Le Voyageur
- Type: Weekly newspaper
- Owner(s): Le5 Communications
- Publisher: Paul Lefebvre
- Editor: Julien Cayouette
- Founded: June 12, 1968
- Headquarters: Sudbury, Ontario
- Website: www.levoyageur.ca

= Le Voyageur =

Canadian newspaper in Ontario

Le Voyageur is a weekly community newspaper in Greater Sudbury, Ontario, serving the city's Franco-Ontarian community.

== History ==
The newspaper was launched on June 12, 1968, shortly after the demise of the region's earlier francophone community newspaper L'Ami du peuple, and is distributed throughout Northeastern Ontario.

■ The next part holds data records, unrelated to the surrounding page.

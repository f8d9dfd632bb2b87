//! Error types for detrending and transit search operations.
//!
//! ## Purpose
//!
//! This module defines every error condition the core crate can report:
//! input validation, smoother parameter constraints, segmentation outcomes,
//! periodogram grid construction and builder misuse.
//!
//! ## Design notes
//!
//! * **Contextual**: Errors include relevant values (e.g., actual vs. expected lengths).
//! * **Deferred**: Builder errors are stored during configuration and surfaced by `build()`.
//! * **Derived**: `Display` and `std::error::Error` come from `thiserror`.
//!
//! ## Invariants
//!
//! * All variants provide sufficient context for diagnosis.
//! * Numeric values in errors use `f64` regardless of the working float type.
//!
//! ## Non-goals
//!
//! * This module does not perform the validation logic itself.
//! * This module does not provide error recovery or fallback strategies.

// External dependencies
use thiserror::Error;

// ============================================================================
// Error Type
// ============================================================================

/// Error type for detrending and transit search operations.
#[derive(Debug, Clone, PartialEq, Error)]
pub enum DetrendError {
    /// Input arrays are empty.
    #[error("Input arrays are empty")]
    EmptyInput,

    /// Generic invalid input error with a descriptive message.
    #[error("Invalid input: {0}")]
    InvalidInput(String),

    /// `time` and `flux` arrays must have the same number of elements.
    #[error("Length mismatch: x has {x_len} points, y has {y_len}")]
    MismatchedInputs {
        /// Number of elements in the independent array.
        x_len: usize,
        /// Number of elements in the dependent array.
        y_len: usize,
    },

    /// Input data contains NaN or infinite values.
    #[error("Invalid numeric value: {0}")]
    InvalidNumericValue(String),

    /// Number of points is below the minimum requirement.
    #[error("Too few points: got {got}, need at least {min}")]
    TooFewPoints {
        /// Number of points provided.
        got: usize,
        /// Minimum required points.
        min: usize,
    },

    /// Timestamps must be non-decreasing.
    #[error("Time is not non-decreasing at index {index}")]
    UnsortedTime {
        /// Index of the first sample that precedes its predecessor.
        index: usize,
    },

    /// Smoothing fraction must be in the range (0, 1].
    #[error("Invalid fraction: {0} (must be > 0 and <= 1)")]
    InvalidFraction(f64),

    /// Delta controls interpolation optimization and must be non-negative.
    #[error("Invalid delta: {0} (must be >= 0)")]
    InvalidDelta(f64),

    /// Robustness iteration count is out of range.
    #[error("Invalid iterations: {0} (must be in [0, 1000])")]
    InvalidIterations(usize),

    /// Convergence tolerance must be positive and finite.
    #[error("Invalid tolerance: {0} (must be > 0 and finite)")]
    InvalidTolerance(f64),

    /// Gap threshold must be positive and finite.
    #[error("Invalid gap threshold: {0} (must be > 0 and finite)")]
    InvalidGapThreshold(f64),

    /// Target window must contain at least two points.
    #[error("Invalid window_points: {0} (must be at least 2)")]
    InvalidWindowPoints(usize),

    /// Transit duration must be positive and finite.
    #[error("Invalid duration: {0} (must be > 0 and finite)")]
    InvalidDuration(f64),

    /// Period search bounds are empty or inverted.
    #[error("Invalid period range: [{min}, {max}]")]
    InvalidPeriodRange {
        /// Lower bound of the period range.
        min: f64,
        /// Upper bound of the period range.
        max: f64,
    },

    /// Every trial duration must be shorter than every trial period.
    #[error("Duration {duration} is not shorter than period {period}")]
    DurationExceedsPeriod {
        /// Longest trial duration.
        duration: f64,
        /// Shortest trial period.
        period: f64,
    },

    /// Frequency grid description is unusable.
    #[error("Invalid frequency grid: {0}")]
    InvalidFrequencyGrid(String),

    /// Bin size must be at least one sample.
    #[error("Invalid bin size: {0} (must be >= 1)")]
    InvalidBinSize(usize),

    /// Every segment was shorter than the window, so nothing was detrended.
    #[error("No segments retained: all {segments} segments have fewer than {min_points} points")]
    NoSegmentsRetained {
        /// Number of segments found.
        segments: usize,
        /// Minimum points required per segment.
        min_points: usize,
    },

    /// Fewer periodogram peaks were found than requested.
    #[error("Not enough periodogram peaks: found {found}, requested {requested}")]
    NotEnoughPeaks {
        /// Number of peaks found.
        found: usize,
        /// Number of peaks requested.
        requested: usize,
    },

    /// Parameter was set multiple times in the builder.
    #[error(
        "Parameter '{parameter}' was set multiple times. Each parameter can only be configured once."
    )]
    DuplicateParameter {
        /// Name of the parameter that was set multiple times.
        parameter: &'static str,
    },
}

In 2008, the paper hosted the national conference of the Association de la presse francophone du Canada. In 2009, the paper expanded its web presence to publish daily news updates. Then-editor Pascale Castonguay was also selected by the Alliance des radios communautaires du Canada and the Association de la presse francophone du Canada as a correspondent covering the 2010 Winter Olympics for over 250 francophone newspapers and radio stations across Canada.

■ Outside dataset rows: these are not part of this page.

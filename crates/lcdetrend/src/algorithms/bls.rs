//! Box Least Squares transit search.
//!
//! ## Purpose
//!
//! This module searches a detrended light curve for periodic box-shaped dips.
//! For every trial period the data are phase-folded into fine bins, and every
//! trial duration and phase offset is scored by the log-likelihood gain of a
//! box model over a constant one.
//!
//! ## Design notes
//!
//! * **Binning**: Phase bins are `min(duration) / oversample` wide; in- and
//!   out-of-transit sums come from prefix sums over the folded bins, wrapping
//!   around phase zero.
//! * **Objective**: `½ · depth² · ivar_in · ivar_out / (ivar_in + ivar_out)`
//!   on inverse-variance weighted, mean-subtracted flux. Only dips (positive
//!   depth) are scored.
//! * **Uncertainties**: Without flux errors every sample has unit weight.
//!
//! ## Invariants
//!
//! * Every trial duration is shorter than every trial period.
//! * Result arrays have one entry per trial period, in the order given.
//! * Transit times lie in `[t_min, t_min + period)`.
//!
//! ## Non-goals
//!
//! * This module does not fit limb-darkened transit shapes.
//! * This module does not assess false-alarm probability.

// External dependencies
use serde::{Deserialize, Serialize};
use tracing::debug;

// Internal dependencies
use crate::primitives::errors::DetrendError;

In 2011, the paper was purchased from its prior owners, Carole Dubé and Réjean Grenier, by Le5 Communications, the owner of the city's francophone radio station CHYC-FM. The transaction also made it a sister publication to L'Express de Timmins, which was launched by Le5 in 2010.

In 2013, Le5 merged the two publications into an expanded region-wide newspaper, covering Sudbury, Timmins, Chapleau, Wawa, Cochrane, Iroquois Falls, Kapuskasing, Hearst, West Nipissing, French River and the Timiskaming region, under the banner Le Voyageur — La voix du Nord.